Aku benar-benar ingin menemukan pintu menuju geladak.
Sewol
semakin tenggelam lebih dalam. Lantainya yang biasanya diinjak kini menjadi
berupa dinding vertikal, sedangkan dindingnya kini berubah menjadi lantai yang
kubuat untuk berjalan.
Kulihat
seorang yeoja dengan kesulitan
berlari ke arahku. Aku tahu ia, yeoja
itu adalah Young On You dari kelas 3.2. Ia sendirian, memakai jaket pelampung.
“Park
Shin Ae, ikuti aku! Aku menemukan dek kapal. Ayolah, kau adalah orang pertama
yang kutemui setelah aku berhasil menemukannya. Ikuti aku!” seru Young.
“Benarkah
itu?” tanyaku dengan berseri-seri.
“Ya,
ayo sekarang ikuti aku! Kita bisa selamat.”
“Apakah
dek-nya dekat dengan geladak?” tanyaku lagi.
“Aku
tidak tahu.
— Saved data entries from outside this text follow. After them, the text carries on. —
// Copyright (c) 2026 oxyzenq

use crate::frame::{Cell, Frame};
use crate::palette::Palette;

// Simulators address the surface in pixel units so tunings like "18 px
// glyphs" keep their meaning; one terminal cell covers this many pixels.
pub const CELL_W_PX: f32 = 9.0;
pub const CELL_H_PX: f32 = 18.0;

// Trail levels below this are dropped instead of lingering forever.
const MIN_LEVEL: f32 = 0.04;

const SHADE_RAMP: [char; 5] = ['·', '░', '▒', '▓', '█'];

#[derive(Clone, Copy, Debug, Default, PartialEq)]
struct Plot {
    ch: Option<char>,
    level: f32,
}

/// 2-D drawing surface over a terminal cell grid. Every cell carries an
/// intensity in 0..=1 and optionally a concrete glyph; `fade` decays the
/// whole grid, which is what makes trails work.
#[derive(Clone, Debug)]
pub struct Surface {
    cols: u16,
    lines: u16,
    plots: Vec<Plot>,
}

impl Surface {
    /// Returns `None` when there is nothing to draw on. Decorative
    /// output is not worth an error path beyond that.
    pub fn acquire(cols: u16, lines: u16) -> Option<Self> {
        if cols == 0 || lines == 0 {
            return None;
        }
        Some(Self {
            cols,
            lines,
            plots: vec![Plot::default(); cols as usize * lines as usize],
        })
    }

    pub fn width(&self) -> f32 {
        self.cols as f32 * CELL_W_PX
    }

    pub fn height(&self) -> f32 {
        self.lines as f32 * CELL_H_PX
    }

    fn plot(&mut self, cx: i32, cy: i32, ch: Option<char>, level: f32) {
        if cx < 0 || cy < 0 || cx >= self.cols as i32 || cy >= self.lines as i32 {
            return;
        }
        let idx = cy as usize * self.cols as usize + cx as usize;
        let p = &mut self.plots[idx];
        if level > p.level {
            p.level = level.min(1.0);
        }
        if ch.is_some() {
            p.ch = ch;
        }
    }

    fn cell_of(x: f32, y: f32) -> (i32, i32) {
        ((x / CELL_W_PX).floor() as i32, (y / CELL_H_PX).floor() as i32)
    }

    /// Translucent-black overlay: decays every intensity by `alpha`.
    pub fn fade(&mut self, alpha: f32) {
        let keep = (1.0 - alpha).clamp(0.0, 1.0);
        for p in &mut self.plots {
            p.level *= keep;
            if p.level < MIN_LEVEL {
                *p = Plot::default();
            }
        }
    }

    pub fn glyph(&mut self, ch: char, x: f32, y: f32, opacity: f32, glow: bool) {
        let (cx, cy) = Self::cell_of(x, y);
        self.plot(cx, cy, Some(ch), opacity);
        if glow {
            let halo = opacity * 0.25;
            self.plot(cx - 1, cy, None, halo);
            self.plot(cx + 1, cy, None, halo);
            self.plot(cx, cy - 1, None, halo);
            self.plot(cx, cy + 1, None, halo);
        }
    }

    /// Round-cap stroke sampled at half-cell steps. `halo` is a glow
    /// radius in pixels; zero disables it.
    #[allow(clippy::too_many_arguments)]
    pub fn line(
        &mut self,
        x0: f32,
        y0: f32,
        x1: f32,
        y1: f32,
        width: f32,
        opacity: f32,
        halo: f32,
    ) {
        let dx = x1 - x0;
        let dy = y1 - y0;
        let length = (dx * dx + dy * dy).sqrt();
        let steps = ((length / (CELL_W_PX.min(CELL_H_PX) * 0.5)).ceil() as usize).max(1);

        let thick = width >= CELL_W_PX;
        let halo_level = (halo * 0.01 * opacity).min(0.3);

        for i in 0..=steps {
            let t = i as f32 / steps as f32;
            let (cx, cy) = Self::cell_of(x0 + dx * t, y0 + dy * t);
            self.plot(cx, cy, None, opacity);
            if thick {
                self.plot(cx - 1, cy, None, opacity * 0.8);
                self.plot(cx + 1, cy, None, opacity * 0.8);
            }
            if halo_level >= MIN_LEVEL {
                self.plot(cx - 1, cy, None, halo_level);
                self.plot(cx + 1, cy, None, halo_level);
                self.plot(cx, cy - 1, None, halo_level);
                self.plot(cx, cy + 1, None, halo_level);
            }
        }
    }

    pub fn disc(&mut self, x: f32, y: f32, radius: f32, opacity: f32) {
        let (cx0, cy0) = Self::cell_of(x - radius, y - radius);
        let (cx1, cy1) = Self::cell_of(x + radius, y + radius);
        for cy in cy0..=cy1 {
            for cx in cx0..=cx1 {
                let px = (cx as f32 + 0.5) * CELL_W_PX;
                let py = (cy as f32 + 0.5) * CELL_H_PX;
                let dx = px - x;
                let dy = py - y;
                if dx * dx + dy * dy <= radius * radius {
                    self.plot(cx, cy, None, opacity);
                }
            }
        }
    }

    /// Writes the current state into `frame`. Unchanged cells are
    /// deduplicated by `Frame::set`.
    pub fn blit(&self, frame: &mut Frame, palette: &Palette, bold_heads: bool) {
        for cy in 0..self.lines {
            for cx in 0..self.cols {
                let p = self.plots[cy as usize * self.cols as usize + cx as usize];
                let cell = if p.level <= 0.0 {
                    Cell::blank_with_bg(palette.bg)
                } else {
                    Cell {
                        ch: p.ch.unwrap_or_else(|| shade_char(p.level)),
                        fg: palette.color_for(p.level),
                        bg: palette.bg,
                        bold: bold_heads && p.level > 0.85,
                    }
                };
                frame.set(cx, cy, cell);
            }
        }
    }
}

fn shade_char(level: f32) -> char {
    let last = (SHADE_RAMP.len() - 1) as f32;
    let idx = (level.clamp(0.0, 1.0) * last).round() as usize;
    SHADE_RAMP[idx.min(SHADE_RAMP.len() - 1)]
}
Kurasa sangat jauh. Aku mohon, sekarang ikutlah denganku. Kau akan
selamat,” ujar Young.
“Maaf.
Aku tak bisa, Young. Kim Ha Na sedang menungguku di geladak. Aku hanya ingin
menemuinya di sana. Pergilah sendiri.”
“Apa?
Kau tak mungkin selamat, Shin Ae. Kapalnya sudah terbalik!” kata Young kesal.
“Tapi
aku akan menjadi sahabat yang munafik ketika mengingkari janjiku pada Hana!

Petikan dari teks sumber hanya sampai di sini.